Results obtained for EPS productivity indicated the presence of monomer sugars such as arabinose (50.65%), mannose (19.20%), mannitol (15.58%), fructose (7.96%), trehalose (6.49%), and glucuronic acid, xylose, galactose and glucose with low percentages of ≤ 0.11. EPS productivity of wild and mutant strains was obtained as 1.044 and 2.783 mg/ml, respectively, after 7 days of fermentation. The result of EPS production for UV irradiated strain corresponds to a yield improvement of 2.7 fold of the wild-type. UV Spectroscopy and SEM analysis studies on EPS nanoparticle product of the improved (UV irradiated) strain indicated the formation of AgNPs at the absorption band of 421 nm with a size range of 50-100 nm.

Conclusion:

This study, which aimed at eco-friendly synthesis of myco-nanoparticle has established the novel ability of L. edodes’ polysaccharide in silver nanoparticles biosynthesis. It expounded potential frontiers of silver nanoparticles application in the water industry. To the best of the authors’ knowledge, this result represents the first report on the biosynthesis of AgNPs using L. edode’s EPS.

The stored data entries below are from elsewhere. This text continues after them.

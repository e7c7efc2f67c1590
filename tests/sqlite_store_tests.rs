use serde_json::json;
use std::sync::Arc;
use std::time::Duration;
use tally::domain::data_set::{DataSetName, DocumentPath};
use tally::domain::user::UserId;
use tally::repository::database::{init_database, init_test_database};
use tally::repository::{RemoteDocumentStore, SqliteDocumentStore};
use tally::services::{GovernorPolicy, HabitTracker, SyncChannel, SyncTimings, WriteGovernor};
use tempfile::TempDir;

/// Polls `condition` until it holds or two seconds pass.
async fn eventually(mut condition: impl FnMut() -> bool) -> bool {
    for _ in 0..200 {
        if condition() {
            return true;
        }
        tokio::time::sleep(Duration::from_millis(10)).await;
    }
    condition()
}

fn user() -> UserId {
    UserId::new("local").unwrap()
}

fn channel(store: SqliteDocumentStore) -> SyncChannel {
    SyncChannel::new(
        Arc::new(store),
        WriteGovernor::new(GovernorPolicy::default()),
        SyncTimings::immediate(),
    )
}

#[tokio::test]
async fn test_binding_round_trips_through_sqlite() {
    let pool = init_test_database().await.unwrap();
    let store = SqliteDocumentStore::new(pool);
    let channel = channel(store.clone());

    let binding = channel.bind(
        Some(user()),
        DataSetName::new("habits").unwrap(),
        Vec::<String>::new(),
    );
    assert!(eventually(|| !binding.loading()).await);

    binding.set(vec!["read".to_string()]);
    let path = DocumentPath::new(&user(), &DataSetName::new("habits").unwrap());
    let mut stored = None;
    for _ in 0..200 {
        stored = store.get(&path).await.unwrap().field("value").cloned();
        if stored.is_some() {
            break;
        }
        tokio::time::sleep(Duration::from_millis(10)).await;
    }
    assert_eq!(stored, Some(json!(["read"])));

    // A second binding starts from the stored document.
    let second = channel.bind(
        Some(user()),
        DataSetName::new("habits").unwrap(),
        Vec::<String>::new(),
    );
    assert!(eventually(|| second.value() == vec!["read".to_string()]).await);
}

#[tokio::test]
async fn test_merge_write_keeps_other_fields() {
    let pool = init_test_database().await.unwrap();
    let store = SqliteDocumentStore::new(pool);
    let path = DocumentPath::new(&user(), &DataSetName::new("settings").unwrap());

    store
        .merge_write(&path, json!({"value": 1, "owner": "me"}).as_object().unwrap().clone())
        .await
        .unwrap();
    store
        .merge_write(&path, json!({"value": 2}).as_object().unwrap().clone())
        .await
        .unwrap();

    let snapshot = store.get(&path).await.unwrap();
    assert_eq!(snapshot.field("value"), Some(&json!(2)));
    assert_eq!(snapshot.field("owner"), Some(&json!("me")));
}

#[tokio::test]
async fn test_habits_survive_restart() {
    let dir = TempDir::new().unwrap();
    let db_path = dir.path().join("tally.db");
    let db_path = db_path.to_str().unwrap();

    {
        let store = SqliteDocumentStore::new(init_database(db_path).await.unwrap());
        let tracker = HabitTracker::new(&channel(store.clone()), Some(user()));
        assert!(eventually(|| !tracker.loading()).await);
        tracker.add_habit("Walk").unwrap();

        let path = DocumentPath::new(&user(), &DataSetName::new("habits").unwrap());
        let mut written = false;
        for _ in 0..200 {
            if store.get(&path).await.unwrap().exists() {
                written = true;
                break;
            }
            tokio::time::sleep(Duration::from_millis(10)).await;
        }
        assert!(written);
    }

    let store = SqliteDocumentStore::new(init_database(db_path).await.unwrap());
    let tracker = HabitTracker::new(&channel(store), Some(user()));
    assert!(eventually(|| tracker.habits().len() == 1).await);
    assert_eq!(tracker.habits()[0].name, "Walk");
}

#[tokio::test]
async fn test_concurrent_writes_are_serialized() {
    let pool = init_test_database().await.unwrap();
    let store = SqliteDocumentStore::new(pool);
    let path = DocumentPath::new(&user(), &DataSetName::new("notes").unwrap());

    // Each write sets its own field; none may be lost to a read-modify-write race.
    let writes = (0..10).map(|i| {
        let store = store.clone();
        let path = path.clone();
        async move {
            let mut partial = serde_json::Map::new();
            partial.insert(format!("field{}", i), json!(i));
            store.merge_write(&path, partial).await
        }
    });
    for result in futures::future::join_all(writes).await {
        result.unwrap();
    }

    let snapshot = store.get(&path).await.unwrap();
    for i in 0..10 {
        assert_eq!(snapshot.field(&format!("field{}", i)), Some(&json!(i)));
    }
}
//! Read-only lookups over genres and rating classifications.

use std::sync::Arc;

use filmhub_domain::{Genre, GenreId, Mpa, MpaId};

use super::ServiceError;
use crate::infrastructure::ports::{GenreRepo, MpaRepo};

pub struct Catalog {
    genres: Arc<dyn GenreRepo>,
    mpa: Arc<dyn MpaRepo>,
}

impl Catalog {
    pub fn new(genres: Arc<dyn GenreRepo>, mpa: Arc<dyn MpaRepo>) -> Self {
        Self { genres, mpa }
    }

    pub async fn list_genres(&self) -> Result<Vec<Genre>, ServiceError> {
        Ok(self.genres.list_all().await?)
    }

    pub async fn get_genre(&self, id: GenreId) -> Result<Genre, ServiceError> {
        self.genres
            .get(id)
            .await?
            .ok_or_else(|| ServiceError::not_found("Genre", id))
    }

    pub async fn list_mpa(&self) -> Result<Vec<Mpa>, ServiceError> {
        Ok(self.mpa.list_all().await?)
    }

    pub async fn get_mpa(&self, id: MpaId) -> Result<Mpa, ServiceError> {
        self.mpa
            .get(id)
            .await?
            .ok_or_else(|| ServiceError::not_found("Mpa", id))
    }
}
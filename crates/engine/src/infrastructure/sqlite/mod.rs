//! SQLite storage adapters.
//!
//! Ids are `INTEGER PRIMARY KEY` rowids without `AUTOINCREMENT`, so SQLite
//! assigns one more than the largest id in the table (1 when empty).

mod catalog_repo;
mod film_repo;
mod user_repo;

use std::sync::Arc;

use filmhub_domain::{seed_genres, seed_mpa};
use sqlx::SqlitePool;

use crate::infrastructure::ports::{LinkMode, RepoError};

pub use catalog_repo::{SqliteGenreRepo, SqliteMpaRepo};
pub use film_repo::SqliteFilmRepo;
pub use user_repo::SqliteUserRepo;

const SCHEMA: &[&str] = &[
    r#"
    CREATE TABLE IF NOT EXISTS mpa (
        id INTEGER PRIMARY KEY,
        name TEXT NOT NULL UNIQUE
    )
    "#,
    r#"
    CREATE TABLE IF NOT EXISTS genres (
        id INTEGER PRIMARY KEY,
        name TEXT NOT NULL UNIQUE
    )
    "#,
    r#"
    CREATE TABLE IF NOT EXISTS films (
        id INTEGER PRIMARY KEY,
        name TEXT NOT NULL,
        description TEXT,
        release_date TEXT NOT NULL,
        duration INTEGER NOT NULL,
        mpa_id INTEGER NOT NULL REFERENCES mpa(id)
    )
    "#,
    r#"
    CREATE TABLE IF NOT EXISTS films_genres (
        film_id INTEGER NOT NULL REFERENCES films(id),
        genre_id INTEGER NOT NULL REFERENCES genres(id),
        PRIMARY KEY (film_id, genre_id)
    )
    "#,
    r#"
    CREATE TABLE IF NOT EXISTS users (
        id INTEGER PRIMARY KEY,
        email TEXT NOT NULL,
        login TEXT NOT NULL,
        name TEXT NOT NULL,
        birthday TEXT NOT NULL
    )
    "#,
    r#"
    CREATE TABLE IF NOT EXISTS films_likes (
        film_id INTEGER NOT NULL REFERENCES films(id),
        user_id INTEGER NOT NULL,
        PRIMARY KEY (film_id, user_id)
    )
    "#,
    r#"
    CREATE TABLE IF NOT EXISTS users_friends (
        user_id INTEGER NOT NULL REFERENCES users(id),
        friend_id INTEGER NOT NULL REFERENCES users(id),
        PRIMARY KEY (user_id, friend_id)
    )
    "#,
];

/// Repository bundle over one SQLite connection pool.
#[derive(Clone)]
pub struct SqliteRepositories {
    pub film: Arc<SqliteFilmRepo>,
    pub user: Arc<SqliteUserRepo>,
    pub genre: Arc<SqliteGenreRepo>,
    pub mpa: Arc<SqliteMpaRepo>,
}

impl SqliteRepositories {
    /// Opens the database, creating tables and reference rows when missing.
    pub async fn connect(database_url: &str, friend_links: LinkMode) -> Result<Self, RepoError> {
        let pool = SqlitePool::connect(database_url)
            .await
            .map_err(|e| RepoError::database("connect", e))?;

        migrate(&pool).await?;
        tracing::info!(
            database_url = %database_url,
            friend_links = %friend_links,
            "Using SQLite storage"
        );

        Ok(Self {
            film: Arc::new(SqliteFilmRepo::new(pool.clone())),
            user: Arc::new(SqliteUserRepo::new(pool.clone(), friend_links)),
            genre: Arc::new(SqliteGenreRepo::new(pool.clone())),
            mpa: Arc::new(SqliteMpaRepo::new(pool)),
        })
    }
}

async fn migrate(pool: &SqlitePool) -> Result<(), RepoError> {
    for statement in SCHEMA {
        sqlx::query(statement)
            .execute(pool)
            .await
            .map_err(|e| RepoError::database("migrate", e))?;
    }

    for mpa in seed_mpa() {
        sqlx::query("INSERT OR IGNORE INTO mpa (id, name) VALUES (?, ?)")
            .bind(mpa.id.get())
            .bind(&mpa.name)
            .execute(pool)
            .await
            .map_err(|e| RepoError::database("seed_mpa", e))?;
    }

    for genre in seed_genres() {
        sqlx::query("INSERT OR IGNORE INTO genres (id, name) VALUES (?, ?)")
            .bind(genre.id.get())
            .bind(&genre.name)
            .execute(pool)
            .await
            .map_err(|e| RepoError::database("seed_genres", e))?;
    }

    Ok(())
}

/// Opens a fresh database file inside `dir`.
#[cfg(test)]
pub(crate) async fn open_temp(dir: &tempfile::TempDir, friend_links: LinkMode) -> SqliteRepositories {
    let path = dir.path().join("filmhub.db");
    let url = format!("sqlite:{}?mode=rwc", path.to_string_lossy());
    SqliteRepositories::connect(&url, friend_links)
        .await
        .expect("open sqlite database")
}
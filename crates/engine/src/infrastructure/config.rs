//! Process configuration read from environment variables.

use std::str::FromStr;

use crate::infrastructure::ports::LinkMode;

const DEFAULT_DATABASE_URL: &str = "sqlite:filmhub.db?mode=rwc";
const DEFAULT_HOST: &str = "0.0.0.0";
const DEFAULT_PORT: u16 = 8080;

#[derive(Debug, thiserror::Error, PartialEq, Eq)]
pub enum ConfigError {
    #[error("Invalid value '{value}' for {key}: {reason}")]
    Invalid {
        key: &'static str,
        value: String,
        reason: String,
    },
}

impl ConfigError {
    fn invalid(key: &'static str, value: &str, reason: impl ToString) -> Self {
        Self::Invalid {
            key,
            value: value.to_string(),
            reason: reason.to_string(),
        }
    }
}

/// Which storage adapter backs the repositories.
#[derive(Debug, Clone, Copy, PartialEq, Eq, Default)]
pub enum StorageBackend {
    #[default]
    Memory,
    Sqlite,
}

impl FromStr for StorageBackend {
    type Err = String;

    fn from_str(s: &str) -> Result<Self, Self::Err> {
        match s.trim().to_ascii_lowercase().as_str() {
            "memory" | "in-memory" => Ok(Self::Memory),
            "sqlite" | "db" => Ok(Self::Sqlite),
            other => Err(format!("expected 'memory' or 'sqlite', got '{other}'")),
        }
    }
}

#[derive(Debug, Clone, PartialEq, Eq)]
pub struct AppConfig {
    pub storage: StorageBackend,
    pub database_url: String,
    pub friend_links: LinkMode,
    pub server_host: String,
    pub server_port: u16,
}

impl Default for AppConfig {
    fn default() -> Self {
        Self {
            storage: StorageBackend::default(),
            database_url: DEFAULT_DATABASE_URL.to_string(),
            friend_links: LinkMode::default(),
            server_host: DEFAULT_HOST.to_string(),
            server_port: DEFAULT_PORT,
        }
    }
}

impl AppConfig {
    /// Reads `FILMHUB_STORAGE`, `DATABASE_URL`, `FRIEND_LINK_MODE`,
    /// `SERVER_HOST` and `SERVER_PORT` (or `PORT`).
    pub fn from_env() -> Result<Self, ConfigError> {
        Self::from_lookup(|key| std::env::var(key).ok())
    }

    /// Unset or empty variables fall back to defaults; malformed ones are errors.
    pub fn from_lookup(lookup: impl Fn(&str) -> Option<String>) -> Result<Self, ConfigError> {
        let get = |key: &str| lookup(key).filter(|v| !v.trim().is_empty());
        let defaults = Self::default();

        let storage = match get("FILMHUB_STORAGE") {
            Some(raw) => raw
                .parse()
                .map_err(|reason: String| ConfigError::invalid("FILMHUB_STORAGE", &raw, reason))?,
            None => defaults.storage,
        };

        let friend_links = match get("FRIEND_LINK_MODE") {
            Some(raw) => raw
                .parse::<LinkMode>()
                .map_err(|e| ConfigError::invalid("FRIEND_LINK_MODE", &raw, e))?,
            None => defaults.friend_links,
        };

        let server_port = match get("SERVER_PORT").or_else(|| get("PORT")) {
            Some(raw) => raw
                .trim()
                .parse::<u16>()
                .map_err(|e| ConfigError::invalid("SERVER_PORT", &raw, e))?,
            None => defaults.server_port,
        };

        Ok(Self {
            storage,
            database_url: get("DATABASE_URL").unwrap_or(defaults.database_url),
            friend_links,
            server_host: get("SERVER_HOST").unwrap_or(defaults.server_host),
            server_port,
        })
    }

    pub fn bind_address(&self) -> String {
        format!("{}:{}", self.server_host, self.server_port)
    }
}

#[cfg(test)]
mod tests {
    use super::*;
    use std::collections::HashMap;

    fn lookup(pairs: &[(&str, &str)]) -> impl Fn(&str) -> Option<String> {
        let vars: HashMap<String, String> = pairs
            .iter()
            .map(|(k, v)| (k.to_string(), v.to_string()))
            .collect();
        move |key| vars.get(key).cloned()
    }

    #[test]
    fn empty_environment_uses_defaults() {
        let config = AppConfig::from_lookup(lookup(&[])).expect("config");
        assert_eq!(config, AppConfig::default());
        assert_eq!(config.bind_address(), "0.0.0.0:8080");
    }

    #[test]
    fn reads_every_variable() {
        let config = AppConfig::from_lookup(lookup(&[
            ("FILMHUB_STORAGE", "SQLite"),
            ("DATABASE_URL", "sqlite:/tmp/films.db"),
            ("FRIEND_LINK_MODE", "mutual"),
            ("SERVER_HOST", "127.0.0.1"),
            ("PORT", "9000"),
        ]))
        .expect("config");

        assert_eq!(config.storage, StorageBackend::Sqlite);
        assert_eq!(config.database_url, "sqlite:/tmp/films.db");
        assert_eq!(config.friend_links, LinkMode::Mutual);
        assert_eq!(config.bind_address(), "127.0.0.1:9000");
    }

    #[test]
    fn server_port_wins_over_port() {
        let config =
            AppConfig::from_lookup(lookup(&[("SERVER_PORT", "7000"), ("PORT", "9000")]))
                .expect("config");
        assert_eq!(config.server_port, 7000);
    }

    #[test]
    fn malformed_values_are_rejected() {
        let err = AppConfig::from_lookup(lookup(&[("FILMHUB_STORAGE", "postgres")]))
            .expect_err("unknown backend");
        assert!(matches!(err, ConfigError::Invalid { key: "FILMHUB_STORAGE", .. }));

        let err = AppConfig::from_lookup(lookup(&[("SERVER_PORT", "http")]))
            .expect_err("bad port");
        assert!(matches!(err, ConfigError::Invalid { key: "SERVER_PORT", .. }));

        let err = AppConfig::from_lookup(lookup(&[("FRIEND_LINK_MODE", "sideways")]))
            .expect_err("bad link mode");
        assert!(matches!(err, ConfigError::Invalid { key: "FRIEND_LINK_MODE", .. }));
    }
}
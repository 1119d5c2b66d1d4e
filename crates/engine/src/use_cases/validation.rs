//! Common validation helpers for use cases.
//!
//! Rules report a [`Violation`]; a [`Violations`] collector gathers every
//! failure of one call so the caller sees all of them at once.

use std::sync::LazyLock;

use chrono::NaiveDate;
use filmhub_domain::{common::is_blank, FilmDraft, UserDraft, MAX_DESCRIPTION_LENGTH, RELEASE_DATE_FLOOR};
use regex_lite::Regex;

use super::ServiceError;

static LOGIN_RE: LazyLock<Regex> =
    LazyLock::new(|| Regex::new(r"^[a-zA-Z0-9]{4,12}$").expect("valid regex"));

/// A single failed rule.
#[derive(Debug, Clone, PartialEq, Eq, thiserror::Error)]
pub enum Violation {
    #[error("{field_name} must not be blank")]
    Empty { field_name: &'static str },

    #[error("{field_name} is required")]
    Missing { field_name: &'static str },

    #[error("{field_name} must be at most {max} characters")]
    TooLong { field_name: &'static str, max: usize },

    #[error("{field_name} {reason}")]
    Invalid {
        field_name: &'static str,
        reason: String,
    },
}

/// Validate a string is non-empty after trimming.
pub fn require_non_empty(value: &str, field_name: &'static str) -> Result<(), Violation> {
    if is_blank(value) {
        return Err(Violation::Empty { field_name });
    }
    Ok(())
}

/// Validate a string doesn't exceed max length, counted in characters.
pub fn require_max_length(
    value: &str,
    max: usize,
    field_name: &'static str,
) -> Result<(), Violation> {
    if value.chars().count() > max {
        return Err(Violation::TooLong { field_name, max });
    }
    Ok(())
}

/// Validate an optional value is present.
pub fn require_present<T: Copy>(value: Option<T>, field_name: &'static str) -> Result<T, Violation> {
    value.ok_or(Violation::Missing { field_name })
}

/// Collects rule failures for one call.
#[derive(Debug, Default)]
pub struct Violations {
    messages: Vec<String>,
}

impl Violations {
    pub fn new() -> Self {
        Self::default()
    }

    pub fn push(&mut self, message: impl Into<String>) {
        self.messages.push(message.into());
    }

    /// Records the failure of `rule`, if any, and passes its value through.
    pub fn check<T>(&mut self, rule: Result<T, Violation>) -> Option<T> {
        match rule {
            Ok(value) => Some(value),
            Err(violation) => {
                self.push(violation.to_string());
                None
            }
        }
    }

    pub fn is_empty(&self) -> bool {
        self.messages.is_empty()
    }

    pub fn messages(&self) -> &[String] {
        &self.messages
    }

    /// `Ok(())` when nothing failed, otherwise every message joined by `"; "`.
    pub fn finish(self) -> Result<(), ServiceError> {
        if self.messages.is_empty() {
            return Ok(());
        }
        let message = self.messages.join("; ");
        tracing::warn!(violations = %message, "Validation failed");
        Err(ServiceError::Validation(message))
    }
}

/// Field rules for a film that need no storage lookups.
///
/// Returns the release date when it is present so callers can build the
/// stored record once every other check has passed.
pub fn check_film_fields(draft: &FilmDraft, violations: &mut Violations) -> Option<NaiveDate> {
    violations.check(require_non_empty(&draft.name, "Name"));
    if let Some(description) = &draft.description {
        violations.check(require_max_length(
            description,
            MAX_DESCRIPTION_LENGTH,
            "Description",
        ));
    }
    if draft.duration < 0 {
        violations.push(
            Violation::Invalid {
                field_name: "Duration",
                reason: "must not be negative".to_string(),
            }
            .to_string(),
        );
    }

    let release_date = violations.check(require_present(draft.release_date, "Release date"))?;
    if release_date < RELEASE_DATE_FLOOR {
        violations.push(
            Violation::Invalid {
                field_name: "Release date",
                reason: format!("must not be before {RELEASE_DATE_FLOOR}"),
            }
            .to_string(),
        );
        return None;
    }
    Some(release_date)
}

/// Field rules for a user, judged against `today`.
pub fn check_user_fields(
    draft: &UserDraft,
    today: NaiveDate,
    violations: &mut Violations,
) -> Option<NaiveDate> {
    if violations.check(require_non_empty(&draft.email, "Email")).is_some()
        && (!draft.email.contains('@') || draft.email.chars().any(char::is_whitespace))
    {
        violations.push(
            Violation::Invalid {
                field_name: "Email",
                reason: "must be a valid address containing '@'".to_string(),
            }
            .to_string(),
        );
    }

    if violations.check(require_non_empty(&draft.login, "Login")).is_some()
        && !LOGIN_RE.is_match(&draft.login)
    {
        violations.push(
            Violation::Invalid {
                field_name: "Login",
                reason: "must be of 4 to 12 length with no special characters".to_string(),
            }
            .to_string(),
        );
    }

    let birthday = violations.check(require_present(draft.birthday, "Birthday"))?;
    if birthday > today {
        violations.push(
            Violation::Invalid {
                field_name: "Birthday",
                reason: "must not be in the future".to_string(),
            }
            .to_string(),
        );
        return None;
    }
    Some(birthday)
}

Keywords: AgNPs, EPS, Mutants, L. edodes, UV irradiation, Myco-nanoparticle.



1. INTRODUCTION

Nanotechnology is the study, construction and utilisation of materials in the physical range of 1-100 nm [1]. Nanoparticles are regarded as the basic building blocks of nanotechnology and the development of a biological process for the synthesis of nanoparticles is developing into an important branch of nanotechnology [2, 3]. In the recent decades, nanoparticles have met a great expansion and serious investigations due to their potentials in a wide spectrum of industrial applications [4, 5]. Biologically synthesized nanoparticles have been implicated in the production of antibacterial and antiviral materials, catalysts in biological labeling, biosensors, chemical reactions, detection of genetic disorders, drug delivery, electrical batteries, gene therapy and DNA sequencing, optical receptors [6].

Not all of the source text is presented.